Stored data entries:
^^^^^^^^^^^^^^^^
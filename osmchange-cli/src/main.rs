//! Entry point for the command-line interface.
#![forbid(unsafe_code)]

fn main() {
    if let Err(err) = osmchange_cli::run() {
        eprintln!("osmchange: {err}");
        std::process::exit(1);
    }
}
//! The lease record.
//!
//! A [`Lease`] binds an IP address, a hardware address, and a hostname.
//! Static leases are administrative reservations and never expire; dynamic
//! leases carry a real deadline and become invisible once it passes.

use std::net::IpAddr;

use chrono::{DateTime, TimeDelta, Utc};

use crate::error::{Error, Result};
use crate::hwaddr::HardwareAddr;

/// A single address binding.
///
/// Cloning is a deep copy, so a lease handed out by the directory never
/// shares memory with the directory's own records.
#[derive(Debug, Clone, PartialEq, Eq)]
pub struct Lease {
    /// The leased IP address.
    pub ip: IpAddr,

    /// When a dynamic lease expires (UTC).
    ///
    /// Ignored for static leases, which are created with
    /// [`DateTime::<Utc>::MAX_UTC`].
    pub expiry: DateTime<Utc>,

    /// Client-supplied or generated hostname.
    pub hostname: String,

    /// Physical address of the client.
    pub hw_addr: HardwareAddr,

    /// Whether this lease is an administrative reservation.
    pub is_static: bool,
}

impl Lease {
    /// Creates a static reservation.
    pub fn new_static(ip: IpAddr, hw_addr: HardwareAddr, hostname: impl Into<String>) -> Self {
        Self {
            ip,
            expiry: DateTime::<Utc>::MAX_UTC,
            hostname: hostname.into(),
            hw_addr,
            is_static: true,
        }
    }

    /// Creates a dynamic lease expiring at `expiry`.
    pub fn new_dynamic(
        ip: IpAddr,
        hw_addr: HardwareAddr,
        hostname: impl Into<String>,
        expiry: DateTime<Utc>,
    ) -> Self {
        Self {
            ip,
            expiry,
            hostname: hostname.into(),
            hw_addr,
            is_static: false,
        }
    }

    /// Creates a dynamic lease lasting `duration` from now.
    pub fn granted_for(
        ip: IpAddr,
        hw_addr: HardwareAddr,
        hostname: impl Into<String>,
        duration: TimeDelta,
    ) -> Self {
        Self::new_dynamic(ip, hw_addr, hostname, Utc::now() + duration)
    }

    /// Returns true if this is a dynamic lease whose deadline has passed.
    pub fn is_expired_at(&self, now: DateTime<Utc>) -> bool {
        !self.is_static && now >= self.expiry
    }

    /// Returns true if the lease has expired.
    pub fn is_expired(&self) -> bool {
        self.is_expired_at(Utc::now())
    }

    /// Returns seconds remaining until expiration, or `None` for static leases.
    pub fn remaining_seconds(&self) -> Option<i64> {
        if self.is_static {
            return None;
        }
        let remaining = self.expiry - Utc::now();
        Some(remaining.num_seconds().max(0))
    }

    /// Case-insensitive key used by the hostname index.
    pub(crate) fn hostname_key(&self) -> String {
        normalize_hostname(&self.hostname)
    }

    /// Checks the required fields of a lease about to be stored.
    ///
    /// # Errors
    ///
    /// Returns [`Error::InvalidLease`] if:
    /// - the address is unspecified
    /// - the hardware address or hostname is empty
    /// - the lease is dynamic and `expiry` is not after `now`
    pub fn validate(&self, now: DateTime<Utc>) -> Result<()> {
        if self.ip.is_unspecified() {
            return Err(Error::InvalidLease("address is unspecified".to_string()));
        }

        if self.hw_addr.is_empty() {
            return Err(Error::InvalidLease(format!(
                "hardware address is empty for {}",
                self.ip
            )));
        }

        if self.hostname.trim().is_empty() {
            return Err(Error::InvalidLease(format!(
                "hostname is empty for {}",
                self.ip
            )));
        }

        if !self.is_static && self.expiry <= now {
            return Err(Error::InvalidLease(format!(
                "expiry {} of dynamic lease for {} is not in the future",
                self.expiry, self.ip
            )));
        }

        Ok(())
    }
}

pub(crate) fn normalize_hostname(hostname: &str) -> String {
    hostname.trim().to_lowercase()
}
^^^^^^^^^^^^^^^^
= Directions for this task =
Begin at the first line of the records above and restate each line word for word, stopping after the line with "never expire; dynamic".

= Finished exercise =
filename osmchange-cli/src/main.rs
//! Entry point for the command-line interface.
#![forbid(unsafe_code)]

fn main() {
    if let Err(err) = osmchange_cli::run() {
        eprintln!("osmchange: {err}");
        std::process::exit(1);
    }
}
//! The lease record.
//!
//! A [`Lease`] binds an IP address, a hardware address, and a hostname.
//! Static leases are administrative reservations and never expire; dynamic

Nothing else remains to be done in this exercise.